A Scalable Pulse Protocol For Structural Health Monitoring

This paper presents a scalable and energy-aware pulse-based networking architecture, which is an alternative to traditional packet-based networking in low-information and energy-constrained applications. Various networked sensing applications, notably in the Structural Health Monitoring domain, require the collection of information which is essentially binary in nature (occurrence or absence of a localized event). For such applications, an energy-efficient pulse-position-based MAC and routing approach, called Cellular Pulse Networking (CPN), has been demonstrated earlier as an energy-light alternative to traditional packet-based approaches. Such a protocol encodes the essential information, namely presence or absence of a monitored event and location of origin of the event, using a few pulses and their position with respect to a synchronized time frame structure. It has been shown in prior work that the energy usage in the pulse networking approach is significantly smaller than the corresponding packet-based approach when the information needs are small.
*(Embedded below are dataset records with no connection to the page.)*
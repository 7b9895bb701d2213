use std::path::PathBuf;
use std::sync::Arc;

use anyhow::{Context, Result};
use clap::{Parser, Subcommand};
use tokio::time;
use tracing::{info, warn};
use tracing_subscriber::EnvFilter;

use mychain_dashboard::config::{ContextMode, Overrides, Settings};
use mychain_dashboard::sync::{FormField, SyncLoop};
use mychain_dashboard::{HttpLedgerClient, TransactionView};

// -----------------------------
// Command line
// -----------------------------

#[derive(Parser, Debug)]
#[clap(name = "mychain-dashboard", about = "Submit transactions to and watch a mychain node")]
struct Cli {
    /// Settings file (defaults to ./mychain.toml when present)
    #[clap(long, global = true)]
    config: Option<PathBuf>,

    /// Node API port: 5000, 5001 or 5002
    #[clap(long, global = true)]
    port: Option<String>,

    /// How to address the node: container, loopback, named or hostname
    #[clap(long, global = true, value_parser = parse_context)]
    context: Option<ContextMode>,

    /// Poll interval in milliseconds
    #[clap(long, global = true)]
    interval_ms: Option<u64>,

    #[clap(subcommand)]
    command: Command,
}

#[derive(Subcommand, Debug)]
enum Command {
    /// Poll the chain and redraw the dashboard until Ctrl-C
    Watch,
    /// Submit one transaction, then print the dashboard
    Send {
        #[clap(long)]
        sender: String,
        #[clap(long)]
        recipient: String,
        #[clap(long)]
        amount: String,
    },
    /// Print the node URL that would be used
    Endpoint,
}

fn parse_context(value: &str) -> Result<ContextMode, String> {
    match value {
        "container" => Ok(ContextMode::Container),
        "loopback" => Ok(ContextMode::Loopback),
        "named" => Ok(ContextMode::Named),
        "hostname" => Ok(ContextMode::Hostname),
        other => Err(format!("unknown context `{other}`")),
    }
}

fn load_settings(cli: &Cli) -> Result<Settings> {
    let mut settings =
        Settings::load(cli.config.as_deref()).context("could not load settings")?;
    settings.apply(Overrides {
        api_port: cli.port.clone(),
        context: cli.context,
        poll_interval_ms: cli.interval_ms,
    });
    Ok(settings)
}

// -----------------------------
// Dashboard
// -----------------------------

fn render(sync: &SyncLoop) {
    let state = sync.snapshot();
    let view = TransactionView::project(&state.chain);
    // clear screen, cursor home
    print!("\x1B[2J\x1B[H");
    println!("Blockchain Network");
    println!();
    if state.submitting {
        println!("Sending...");
    }
    if let Some(error) = &state.last_error {
        println!("! {error}");
        println!();
    }
    println!("{view}");
}

async fn watch(sync: Arc<SyncLoop>, settings: &Settings) -> Result<()> {
    let handle = sync.spawn(settings.poll_interval());
    let mut redraw = time::interval(settings.poll_interval());
    let ctrl_c = tokio::signal::ctrl_c();
    tokio::pin!(ctrl_c);

    loop {
        tokio::select! {
            _ = &mut ctrl_c => break,
            _ = redraw.tick() => render(&sync),
        }
    }

    info!("shutting down");
    handle.stop().await;
    Ok(())
}

async fn send(sync: Arc<SyncLoop>, sender: String, recipient: String, amount: String) -> Result<()> {
    sync.set_field(FormField::Sender, sender);
    sync.set_field(FormField::Recipient, recipient);
    sync.set_field(FormField::Amount, amount);

    let result = sync.submit().await.context("transaction not submitted")?;
    println!("{}", result.message);
    if let Some(error) = sync.last_error() {
        warn!(%error, "chain refresh after submit failed");
    }
    println!();
    println!("{}", sync.view());
    Ok(())
}

#[tokio::main]
async fn main() -> Result<()> {
    tracing_subscriber::fmt()
        .with_env_filter(
            EnvFilter::try_from_default_env().unwrap_or_else(|_| EnvFilter::new("info")),
        )
        .with_writer(std::io::stderr)
        .with_target(false)
        .init();

    let cli = Cli::parse();
    let settings = load_settings(&cli)?;
    let resolver = settings.resolver();

    match cli.command {
        Command::Endpoint => {
            println!("{}", resolver.resolve());
            Ok(())
        }
        Command::Watch => {
            info!(endpoint = %resolver.resolve(), interval_ms = settings.poll_interval_ms, "watching chain");
            let client = Arc::new(HttpLedgerClient::new(resolver));
            watch(Arc::new(SyncLoop::new(client)), &settings).await
        }
        Command::Send {
            sender,
            recipient,
            amount,
        } => {
            let client = Arc::new(HttpLedgerClient::new(resolver));
            send(Arc::new(SyncLoop::new(client)), sender, recipient, amount).await
        }
    }
}
use std::fmt;

use chrono::{DateTime, Local, Utc};

use crate::blockchain::Chain;
use crate::tx::Transaction;

/// What the dashboard shows for one chain snapshot.
#[derive(Debug, Clone, PartialEq)]
pub struct TransactionView {
    /// User transactions across all blocks, rewards removed.
    pub transactions: Vec<Transaction>,
    pub block_count: usize,
    /// Creation time of the newest block, if the chain has one.
    pub latest_block_at: Option<DateTime<Utc>>,
    /// Wall-clock time the view was built, not taken from the chain.
    pub last_updated: DateTime<Local>,
}

impl TransactionView {
    pub fn project(chain: &Chain) -> Self {
        let transactions = chain
            .transactions()
            .filter(|tx| !tx.is_reward())
            .cloned()
            .collect();
        Self {
            transactions,
            block_count: chain.len(),
            latest_block_at: chain.blocks().last().and_then(|block| block.created_at()),
            last_updated: Local::now(),
        }
    }

    pub fn transaction_count(&self) -> usize {
        self.transactions.len()
    }
}

impl fmt::Display for TransactionView {
    fn fmt(&self, f: &mut fmt::Formatter<'_>) -> fmt::Result {
        writeln!(f, "Transactions ({})", self.transaction_count())?;
        if self.transactions.is_empty() {
            writeln!(f, "  No transactions yet. Create one to get started!")?;
        }
        for tx in &self.transactions {
            writeln!(f, "  {} → {}  {}", tx.sender, tx.recipient, tx.amount)?;
        }
        writeln!(f, "Total Blocks: {}", self.block_count)?;
        if let Some(at) = self.latest_block_at {
            writeln!(f, "Latest Block: {}", at.with_timezone(&Local).format("%Y-%m-%d %H:%M:%S"))?;
        }
        write!(f, "Last Update: {}", self.last_updated.format("%H:%M:%S"))
    }
}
However, the pulse networking approach, as has been discussed till date, does not scale well because the frame structure, which is central to the architecture, increases quadratically with increase in the number of cells in the network. It is to be noted that cells are essentially localized clusters of network nodes which are assumed to have the same location indicated by their unique cell ID, thus representing the lowest granularity of spatial localization. In the current work, we present Scalable Cellular Pulse Networking (SCPN), which aims to retain the energy benefits of CPN while improving the delivery delay performance for large cell counts. This is obtained by employing a new frame, which is shown to scale linearly with cell count. Using simulations, we show the advantages of the energya-ware SCPN approach in terms of its inherent energy-efficiency, improved networking performance and more graceful scaling as the cell count increases. We also demonstrate important trade-offs as well as scenarios where more information can be packed in using the new scheme with energy benefits and delay at par with the baseline CPN approach.